Martedì, 23 Luglio 2024
Politica

Bracciante morto dopo aver perso un braccio, il Comune vuole costituirsi parte civile

Approvato all’unanimità nel corso della seduta di oggi l’ordine del giorno proposto dai gruppi di minoranza dopo il tragico incidente sul lavoro di cui è rimasto vittima il 31enne lavoratore di origini indiane


Sono terribili gli aggiornamenti che arrivano in merito al gravissimo incidente sul lavoro che nel tardo pomeriggio di lunedì 17 giugno si è verificato nelle campagne di Borgo Santa Maria. Il giovane bracciante di origini indiane purtroppo non ce l’ha fatta. Il lavoratore agricolo, 31 anni per cause ancora in fase di accertamento, mentre stava lavorando è stato agganciato da un macchinario avvolgiplastica a rullo trainato da un trattore che gli ha tranciato il braccio e schiacciato gli arti inferiori. Dopo l’incidente però per lui nessun soccorso. Caricato su un pulmino è stato poi abbandonato nei pressi della sua abitazione dove è stato soccorso dai sanitari del 118 e dai carabinieri del nucleo operativo radiomobile di Latina, intervenuti insieme ai colleghi della Stazione di borgo Podgora e poi trasportato d'urgenza con un'eliambulanza all'ospedale San Camillo di Roma. 

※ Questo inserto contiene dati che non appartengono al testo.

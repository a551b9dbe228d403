use super::*;
use std::collections::VecDeque;
use std::vec::Vec;

#[derive(Default)]
struct Link {
    rx: VecDeque<u8>,
    tx: Vec<u8>,
}

impl Link {
    fn with_input(bytes: &[u8]) -> Self {
        Self {
            rx: bytes.iter().copied().collect(),
            tx: Vec::new(),
        }
    }
}

impl Transport for Link {
    fn send_byte(&mut self, byte: u8) {
        self.tx.push(byte);
    }

    fn receive_byte(&mut self) -> u8 {
        self.rx.pop_front().expect("test input exhausted")
    }

    fn receive_byte_timeout(&mut self, _timeout_ms: u16) -> Option<u8> {
        self.rx.pop_front()
    }
}

struct Flash {
    bytes: Vec<u8>,
    writes: Vec<(u32, Vec<u8>)>,
    fail: bool,
}

impl Flash {
    fn new() -> Self {
        Self {
            bytes: (0..=255u8).cycle().take(0x400).collect(),
            writes: Vec::new(),
            fail: false,
        }
    }
}

impl FlashTarget for Flash {
    type Error = ();

    fn read_flash(&mut self, byte_addr: u32) -> u8 {
        self.bytes[byte_addr as usize]
    }

    fn write_flash(&mut self, byte_addr: u32, data: &[u8]) -> Result<(), ()> {
        if self.fail {
            return Err(());
        }
        self.writes.push((byte_addr, data.to_vec()));
        Ok(())
    }
}

fn run(input: &[u8], flash: &mut Flash) -> (Vec<u8>, Session) {
    let mut link = Link::with_input(input);
    let mut session = Session::new();
    while !link.rx.is_empty() {
        if session.poll(&mut link, flash) == Poll::Exit {
            break;
        }
    }
    (link.tx, session)
}

#[test]
fn identify_returns_identifier() {
    let (tx, _) = run(b"S", &mut Flash::new());
    assert_eq!(tx, b"AVRBOOT");
}

#[test]
fn set_address_is_word_addressed() {
    let (tx, session) = run(&[b'A', 0x01, 0x80], &mut Flash::new());
    assert_eq!(tx, [ACK]);
    assert_eq!(session.byte_address(), 0x300);
}

#[test]
fn block_read_streams_flash_and_advances() {
    let mut flash = Flash::new();
    let (tx, session) = run(&[b'A', 0x00, 0x08, b'g', 0x00, 0x04, b'F'], &mut flash);
    assert_eq!(tx, [ACK, 0x10, 0x11, 0x12, 0x13]);
    assert_eq!(session.byte_address(), 0x14);
}

#[test]
fn block_read_of_other_memory_is_refused() {
    let (tx, session) = run(&[b'g', 0x00, 0x02, b'E'], &mut Flash::new());
    assert_eq!(tx, [NACK]);
    assert_eq!(session.byte_address(), 0);
}

#[test]
fn block_load_writes_flash_block() {
    let mut flash = Flash::new();
    let (tx, session) = run(&[b'A', 0xFC, 0x00, b'B', 0x00, 0x03, b'F', 1, 2, 3], &mut flash);
    assert_eq!(tx, [ACK, ACK]);
    assert_eq!(flash.writes, [(0x1_F800, std::vec![1, 2, 3])]);
    // Odd sizes round up to the next word.
    assert_eq!(session.byte_address(), 0x1_F804);
}

#[test]
fn block_load_failure_is_nacked_and_keeps_address() {
    let mut flash = Flash::new();
    flash.fail = true;
    let (tx, session) = run(&[b'B', 0x00, 0x02, b'F', 0xAA, 0x55], &mut flash);
    assert_eq!(tx, [NACK]);
    assert_eq!(session.byte_address(), 0);
}

#[test]
fn oversized_block_is_drained_and_refused() {
    let mut input = std::vec![b'B', 0x01, 0x01, b'F'];
    input.extend(std::iter::repeat(0x5A).take(0x101));
    input.push(b'S');
    let mut flash = Flash::new();
    let (tx, _) = run(&input, &mut flash);
    assert!(flash.writes.is_empty());
    assert_eq!(tx[0], NACK);
    // The next command is parsed normally, so the payload was consumed.
    assert_eq!(&tx[1..], b"AVRBOOT");
}

#[test]
fn block_load_of_other_memory_drains_payload() {
    let mut flash = Flash::new();
    let (tx, _) = run(&[b'B', 0x00, 0x02, b'E', 0x01, 0x02, b'a'], &mut flash);
    assert!(flash.writes.is_empty());
    assert_eq!(tx, [NACK, YES]);
}

#[test]
fn block_support_reports_page_size() {
    let (tx, _) = run(b"b", &mut Flash::new());
    assert_eq!(tx, [YES, 0x01, 0x00]);
}

#[test]
fn unknown_command_and_exit() {
    let mut link = Link::with_input(b"xE");
    let mut session = Session::new();
    let mut flash = Flash::new();
    assert_eq!(session.poll(&mut link, &mut flash), Poll::Continue);
    assert_eq!(session.poll(&mut link, &mut flash), Poll::Exit);
    assert_eq!(link.tx, [NACK, ACK]);
}

#[test]
fn send_line_appends_crlf() {
    let mut link = Link::default();
    link.send_line("AVRBCE9");
    assert_eq!(link.tx, b"AVRBCE9\r\n");
}
// SPDX-FileCopyrightText: 2024 Foundation Devices, Inc. <hello@foundationdevices.com>
// SPDX-License-Identifier: GPL-3.0-or-later

use crate::device::Device;
use consts::PAGE_SIZE;
use crc::{Crc, CRC_32_ISCSI};

/// Checksum over the replacement image, as computed by `xtask image`.
pub const IMAGE_CRC: Crc<u32> = Crc::<u32>::new(&CRC_32_ISCSI);

#[derive(Clone, Copy, Debug, Eq, PartialEq)]
#[cfg_attr(feature = "defmt", derive(defmt::Format))]
pub enum ImageError {
    Empty,
    /// The image does not fit the boot section.
    TooLarge { len: usize, capacity: usize },
    CrcMismatch { expected: u32, actual: u32 },
}

/// Replacement boot section content, page 0 landing at the start of the boot section.
#[derive(Clone, Copy, Debug)]
pub struct BootImage<'a> {
    bytes: &'a [u8],
}

impl<'a> BootImage<'a> {
    pub fn new(bytes: &'a [u8]) -> Result<Self, ImageError> {
        if bytes.is_empty() {
            return Err(ImageError::Empty);
        }
        Ok(Self { bytes })
    }

    /// Image whose CRC-32/ISCSI must equal `expected`.
    pub fn verified(bytes: &'a [u8], expected: u32) -> Result<Self, ImageError> {
        let image = Self::new(bytes)?;
        let actual = image.crc();
        if actual != expected {
            return Err(ImageError::CrcMismatch { expected, actual });
        }
        Ok(image)
    }

    pub fn len(&self) -> usize {
        self.bytes.len()
    }

    pub fn is_empty(&self) -> bool {
        self.bytes.is_empty()
    }

    pub fn bytes(&self) -> &'a [u8] {
        self.bytes
    }

    pub fn crc(&self) -> u32 {
        IMAGE_CRC.checksum(self.bytes)
    }

    /// Pages needed, the last one possibly partial.
    pub fn page_count(&self) -> usize {
        self.bytes.len().div_ceil(PAGE_SIZE)
    }

    pub fn check_fits(&self, device: &Device) -> Result<(), ImageError> {
        let capacity = device.boot_pages() * PAGE_SIZE;
        if self.bytes.len() > capacity {
            return Err(ImageError::TooLarge {
                len: self.bytes.len(),
                capacity,
            });
        }
        Ok(())
    }

    /// Pages with their index, in ascending destination order.
    pub fn pages(&self) -> impl Iterator<Item = (usize, &'a [u8])> {
        self.bytes.chunks(PAGE_SIZE).enumerate()
    }
}
// SPDX-FileCopyrightText: 2024 Foundation Devices, Inc. <hello@foundationdevices.com>
// SPDX-License-Identifier: GPL-3.0-or-later

use crate::device::Device;
use crate::scanner::SpmSequenceLocation;
use consts::{ERASED_BYTE, PAGE_SIZE};

/// Content of the guard page: a copy of `sequence`'s shape at offset 0, erased elsewhere.
///
/// The erased word after `spm` is never executed, the compare interrupt fires first.
pub fn guard_page(sequence: &SpmSequenceLocation, device: &Device) -> [u8; PAGE_SIZE] {
    let mut page = [ERASED_BYTE; PAGE_SIZE];
    for (slot, word) in page.chunks_exact_mut(2).zip(sequence.encode(device)) {
        slot.copy_from_slice(&word.to_le_bytes());
    }
    page
}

E’ di oggi invece la notizia della sua morte. E mentre le indagini di militari dell’Arma vanno avanti, si muove la politica. Nella seduta di questa mattina il Consiglio comunale di Latina ha votato un ordine del giorno per chiedere alla sindaca Matilde Celentano di farsi promotrice della costituzione di parte civile del Comune di Latina nel processo che seguirà. L’ordine del giorno è stato proposto, ad inizio seduta, dai gruppi di minoranza. In conferenza capigruppo sono state apportate modifiche al testo, come richiesto dalla maggioranza, quindi poi approvato all’unanimità in aula.

“Provo sgomento", ha detto la prima cittadina dopo la notizia della morte del bracciante 31enne. "Adesso più che mai, di fronte alla notizia del decesso, che mi addolora profondamente, accolgo la richiesta che proprio questa mattina mi è arrivata dall’intero Consiglio comunale di promuovere, ove ne ricorrano i presupposti, la costituzione di parte civile del Comune di Latina al futuro processo. L’episodio avvenuto nella nostra città costituisce una violazione dei diritti umani fondamentali, della dignità umana e delle norme inerenti la sicurezza dei lavoratori. Nell’esprime cordoglio alla famiglia del bracciante deceduto, anche da parte dell’amministrazione comunale tutta, sarà mio impegno affinché il Comune si faccia fautore assieme a tutte le altre istituzioni, enti e organismi coinvolti della lotta al caporalato, divenuto ormai una vergognosa piaga”.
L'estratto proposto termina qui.